Squint patient Hakeema with her mom in Ghana

Ghana: Hakeema Can Thrive At School Without Her Squint

February 2020

We met this bundle of energy during our recent Flying Eye Hospital project in Ghana. Hakeema was treated for squint by our team of volunteer doctors and local partners at the Korle Bu Eye Centre.

Hakeema’s parents first spotted problems with her sight when she was just a month old and rushed her to hospital on seeing how pronounced her squint was. The hospital recommended contact lenses for treatment, but they unfortunately didn’t do anything to help correct her vision.

In Ghana, around 6,300 children are blind due to avoidable causes

Her mother, Sumaiyah, soon received a call that changed everything. She was told that the Orbis Flying Eye Hospital would be running a program in Accra and Hakeema was invited for a screening.

Our Volunteer Faculty recommended surgery at the local hospital to correct her squint - using her as an example strabismus case to help train local eye doctors. Sumaiyah told us: “I was really happy because initially I was really eager for the surgery, so that at least everything can fall into place, so that she can grow and it will correct by itself.

Brave Hakeema with her mom before her operation to correct her squint

Brave Hakeema with her mom before her operation

The timing was perfect! Hakeema’s squint was gradually getting worse and the condition had begun to affect everyday life. Her mother said: “Before the surgery she could hardly have contact with light. She would just squint at the light or squeeze her eyes.”

The condition affected more than just Hakeema’s sight. When she saw her sister going to school every day, she would cry and ask her mother if she could go too.

Sumaiyah, who has a squint herself, teaches kindergarten and knows more than most how important education is. However, she was so worried about the social stigma of having a squint and refused to send Hakeema to nursery any sooner than she had to.

Hakeema's transformation: Before and after her operation to correct her squint

Hakeema before & after surgery to correct her squint

She said: “People didn’t understand her condition so they were kind of having some myth that maybe I did something wrong during my pregnancy. That is why she came out with that condition. It was just out of societal judgement, that’s why I didn’t want to send her to school. They have a whole lot of misconceptions about it. It is quite difficult when you have a situation here.

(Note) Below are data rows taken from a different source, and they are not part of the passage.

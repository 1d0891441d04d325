//! Polyhedral reference kernel
//!
//! Pure Rust kernel for planar-faced solids. It is small on purpose: it backs
//! the naming layer's tests and demos, not production modelling.
//!
//! Every operation stores a brand-new solid, so all face and edge handles
//! change on every rebuild even when the geometry does not. Dress-up
//! operations (fillet, chamfer, draft, hole, hollow, texture) validate their
//! inputs the way a real kernel would reject them and are recorded as
//! dressings on an otherwise unchanged polyhedron.

use std::collections::{HashMap, HashSet};

use glam::{Vec2, Vec3};
use parking_lot::Mutex;
use uuid::Uuid;

use super::{
    BooleanType, CadError, CadKernel, CadResult, EdgeId, EdgeInfo, FaceId, FaceInfo,
    KernelOutput, ShapeHistory, Solid, TessellatedMesh, Wire2D,
};

/// Length below which geometry is treated as degenerate
const EPSILON: f32 = 1e-6;

/// Largest accepted draft angle (radians)
const MAX_DRAFT_ANGLE: f32 = std::f32::consts::FRAC_PI_4;

/// A planar face given by its vertex loop, counter-clockwise seen from outside
#[derive(Debug, Clone, PartialEq)]
struct PolyFace {
    vertices: Vec<usize>,
}

/// An undirected edge between two vertices (`a < b`)
#[derive(Debug, Clone, Copy, PartialEq, Eq, Hash)]
struct PolyEdge {
    a: usize,
    b: usize,
}

impl PolyEdge {
    fn new(v0: usize, v1: usize) -> Self {
        Self {
            a: v0.min(v1),
            b: v0.max(v1),
        }
    }

    fn touches(&self, other: &PolyEdge) -> bool {
        self.a == other.a || self.a == other.b || self.b == other.a || self.b == other.b
    }
}

#[derive(Debug, Clone, Copy, PartialEq, Eq)]
enum DressKind {
    Fillet,
    Chamfer,
    Shell,
    Hollow,
    Draft,
    Hole,
    Texture,
}

#[derive(Debug, Clone, PartialEq)]
enum DressTarget {
    Body,
    Edge(PolyEdge),
    /// Face identified by its sorted vertex set, stable under face removal
    Face(Vec<usize>),
}

#[derive(Debug, Clone, PartialEq)]
struct Dressing {
    kind: DressKind,
    target: DressTarget,
    value: f32,
}

/// Solid data owned by the kernel
#[derive(Debug, Clone)]
struct PolySolid {
    vertices: Vec<Vec3>,
    faces: Vec<PolyFace>,
    /// Sorted by vertex pair; deliberately not the traversal order
    edges: Vec<PolyEdge>,
    dressings: Vec<Dressing>,
}

impl PolySolid {
    fn assemble(vertices: Vec<Vec3>, faces: Vec<PolyFace>, dressings: Vec<Dressing>) -> Self {
        let mut edges: Vec<PolyEdge> = faces
            .iter()
            .flat_map(|face| {
                let n = face.vertices.len();
                (0..n).map(move |i| PolyEdge::new(face.vertices[i], face.vertices[(i + 1) % n]))
            })
            .collect();
        edges.sort_by_key(|e| (e.a, e.b));
        edges.dedup();

        Self {
            vertices,
            faces,
            edges,
            dressings,
        }
    }

    fn edge_slot(&self, edge: &PolyEdge) -> Option<usize> {
        self.edges
            .binary_search_by_key(&(edge.a, edge.b), |e| (e.a, e.b))
            .ok()
    }

    fn face_points(&self, face: &PolyFace) -> Vec<Vec3> {
        face.vertices.iter().map(|&v| self.vertices[v]).collect()
    }

    fn face_info(&self, solid_id: Uuid, slot: usize) -> FaceInfo {
        let points = self.face_points(&self.faces[slot]);
        let newell = newell_vector(&points);
        let area = newell.length() * 0.5;
        FaceInfo::new(
            FaceId::new(solid_id, slot as u32),
            polygon_centroid(&points),
            newell,
            area,
        )
    }

    fn edge_info(&self, solid_id: Uuid, slot: usize) -> EdgeInfo {
        let edge = self.edges[slot];
        EdgeInfo::new(
            EdgeId::new(solid_id, slot as u32),
            self.vertices[edge.a],
            self.vertices[edge.b],
        )
    }

    fn edge_length(&self, edge: &PolyEdge) -> f32 {
        (self.vertices[edge.b] - self.vertices[edge.a]).length()
    }

    fn face_key(&self, slot: usize) -> Vec<usize> {
        let mut key = self.faces[slot].vertices.clone();
        key.sort_unstable();
        key
    }

    /// Signed volume by the divergence theorem
    fn volume(&self) -> f32 {
        self.faces
            .iter()
            .map(|face| {
                let points = self.face_points(face);
                let p0 = points[0];
                (1..points.len().saturating_sub(1))
                    .map(|i| p0.dot(points[i].cross(points[i + 1])))
                    .sum::<f32>()
            })
            .sum::<f32>()
            / 6.0
    }

    fn bounding_extent(&self) -> Vec3 {
        let mut min = Vec3::splat(f32::MAX);
        let mut max = Vec3::splat(f32::MIN);
        for face in &self.faces {
            for &v in &face.vertices {
                min = min.min(self.vertices[v]);
                max = max.max(self.vertices[v]);
            }
        }
        if min.x > max.x { Vec3::ZERO } else { max - min }
    }
}

/// Reference kernel for planar-faced solids
pub struct PolyKernel {
    /// Storage for solid data (keyed by UUID)
    solids: Mutex<HashMap<Uuid, PolySolid>>,
}

impl PolyKernel {
    /// Create a new polyhedral kernel
    pub fn new() -> Self {
        Self {
            solids: Mutex::new(HashMap::new()),
        }
    }

    /// Number of solids currently held by the kernel
    pub fn solid_count(&self) -> usize {
        self.solids.lock().len()
    }

    /// Store a solid and return a Solid reference
    fn store_solid(&self, solid: PolySolid) -> Solid {
        let id = Uuid::new_v4();
        self.solids.lock().insert(id, solid);
        tracing::debug!("PolyKernel stored solid {}", id);
        Solid::new(id)
    }

    /// Get a copy of a stored solid
    fn load_solid(&self, solid: &Solid) -> CadResult<PolySolid> {
        self.solids
            .lock()
            .get(&solid.id)
            .cloned()
            .ok_or_else(|| CadError::EntityNotFound(format!("solid {}", solid.id)))
    }

    fn face_slot(solid: &Solid, poly: &PolySolid, face: FaceId) -> CadResult<usize> {
        let slot = face.index as usize;
        if face.solid_id != solid.id || slot >= poly.faces.len() {
            return Err(CadError::EntityNotFound(format!(
                "face {} of solid {}",
                face.index, face.solid_id
            )));
        }
        Ok(slot)
    }

    fn edge_slot(solid: &Solid, poly: &PolySolid, edge: EdgeId) -> CadResult<usize> {
        let slot = edge.index as usize;
        if edge.solid_id != solid.id || slot >= poly.edges.len() {
            return Err(CadError::EntityNotFound(format!(
                "edge {} of solid {}",
                edge.index, edge.solid_id
            )));
        }
        Ok(slot)
    }

    /// Store `poly` as a new solid whose topology matches `source` slot for slot
    fn store_with_identity_history(&self, source: &Solid, poly: PolySolid) -> KernelOutput {
        let (face_count, edge_count) = (poly.faces.len(), poly.edges.len());
        let solid = self.store_solid(poly);
        let history = ShapeHistory {
            faces: (0..face_count as u32)
                .map(|i| (FaceId::new(source.id, i), vec![FaceId::new(solid.id, i)]))
                .collect(),
            edges: (0..edge_count as u32)
                .map(|i| (EdgeId::new(source.id, i), vec![EdgeId::new(solid.id, i)]))
                .collect(),
        };
        KernelOutput { solid, history }
    }

    /// Shared implementation of edge dress-ups (fillet, chamfer)
    fn dress_edges(
        &self,
        solid: &Solid,
        edges: &[EdgeId],
        value: f32,
        kind: DressKind,
    ) -> CadResult<KernelOutput> {
        let label = match kind {
            DressKind::Fillet => "fillet radius",
            _ => "chamfer distance",
        };
        if edges.is_empty() {
            return Err(CadError::InvalidParameter(format!("{} needs edges", label)));
        }
        if !value.is_finite() || value <= EPSILON {
            return Err(CadError::InvalidParameter(format!(
                "{} must be positive, got {}",
                label, value
            )));
        }

        let mut poly = self.load_solid(solid)?;
        let mut slots = edges
            .iter()
            .map(|edge| Self::edge_slot(solid, &poly, *edge))
            .collect::<CadResult<Vec<_>>>()?;
        slots.sort_unstable();
        slots.dedup();

        for slot in slots {
            let edge = poly.edges[slot];
            let shortest = poly
                .edges
                .iter()
                .filter(|other| other.touches(&edge))
                .map(|other| poly.edge_length(other))
                .fold(f32::MAX, f32::min);
            if value >= shortest * 0.5 {
                return Err(CadError::EmptyResult(format!(
                    "{} {} too large for edge {}",
                    label, value, slot
                )));
            }
            poly.dressings.push(Dressing {
                kind,
                target: DressTarget::Edge(edge),
                value,
            });
        }

        Ok(self.store_with_identity_history(solid, poly))
    }

    fn check_wall_thickness(poly: &PolySolid, thickness: f32) -> CadResult<()> {
        if !thickness.is_finite() || thickness <= EPSILON {
            return Err(CadError::InvalidParameter(format!(
                "wall thickness must be positive, got {}",
                thickness
            )));
        }
        let extent = poly.bounding_extent();
        if thickness * 2.0 >= extent.min_element() {
            return Err(CadError::EmptyResult(format!(
                "wall thickness {} consumes the whole solid",
                thickness
            )));
        }
        Ok(())
    }

    /// Build a prism from a closed base polygon and a sweep vector
    fn prism(base: Vec<Vec3>, sweep: Vec3) -> CadResult<PolySolid> {
        if base.len() < 3 {
            return Err(CadError::InvalidProfile(
                "Profile must have at least 3 points".into(),
            ));
        }
        if sweep.length() <= EPSILON {
            return Err(CadError::InvalidParameter(
                "extrusion vector must be non-zero".into(),
            ));
        }

        let normal = newell_vector(&base);
        let along = normal.dot(sweep);
        if along.abs() <= EPSILON * normal.length().max(1.0) {
            return Err(CadError::InvalidProfile(
                "extrusion direction lies in the profile plane".into(),
            ));
        }

        // Orient the base so that its normal follows the sweep direction
        let base: Vec<Vec3> = if along > 0.0 {
            base
        } else {
            base.into_iter().rev().collect()
        };

        let n = base.len();
        let mut vertices = base.clone();
        vertices.extend(base.iter().map(|p| *p + sweep));

        let mut faces = Vec::with_capacity(n + 2);
        faces.push(PolyFace {
            vertices: (0..n).rev().collect(),
        });
        faces.push(PolyFace {
            vertices: (n..2 * n).collect(),
        });
        for i in 0..n {
            let j = (i + 1) % n;
            faces.push(PolyFace {
                vertices: vec![i, j, n + j, n + i],
            });
        }

        Ok(PolySolid::assemble(vertices, faces, Vec::new()))
    }
}

impl Default for PolyKernel {
    fn default() -> Self {
        Self::new()
    }
}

Following surgery, we went to visit the family at their home and were met by a vivacious Hakeema running around, singing, dancing and dragging her Orbis teddy bear around with her, which she has now named ‘Baby Hakeema’.

You would hardly know that she’d undergone surgery on both eyes just a few days beforehand. Her relieved mom said: “Before the surgery I was nervous, and I was crying. I was really sad. I was just afraid, what if it goes wrong, something goes wrong. What if she is under-corrected or over-corrected, it means I have to go through all this trauma again. It was very successful. I feel happy.

Hakeema with her mom and older sister post strabismus surgery in Ghana

Hakeema back to her lively self at home after surgery

Before the surgery I was nervous, and I was crying. I was really sad. I was just afraid, what if it goes wrong, something goes wrong. What if she is under-corrected or over-corrected, it means I have to go through all this trauma again. It was very successful. I feel happy

Sumaiyah

Hakeema's mom

Now that the surgery is over and she’s healing well, Sumaiyah is looking forward to sending Hakeema to school soon so she can follow in the footsteps of her big sister, who she loves to imitate. She’s just so lively and sociable, it’s easy to imagine her thriving in her education.

While we were able to transform Hakeema's life, there are many more just like her facing avoidable vision loss. Ghana has only 1,117 eye care professionals (primarily in urban areas) for over 28 million people, with less than 90 ophthalmologists, 500 eye nurses, 320 optometrists and 200 opticians.

Hakeema's mom is incredibly thankful and sees a bright future for her daughter. Improving visual impairment and blindness healthcare is a country-wide priority so a huge thank you goes to our brilliant partners, committed volunteers and supporters for ensuring we could get this project off the ground and help improve the quality of eye care in Ghana for generations to come.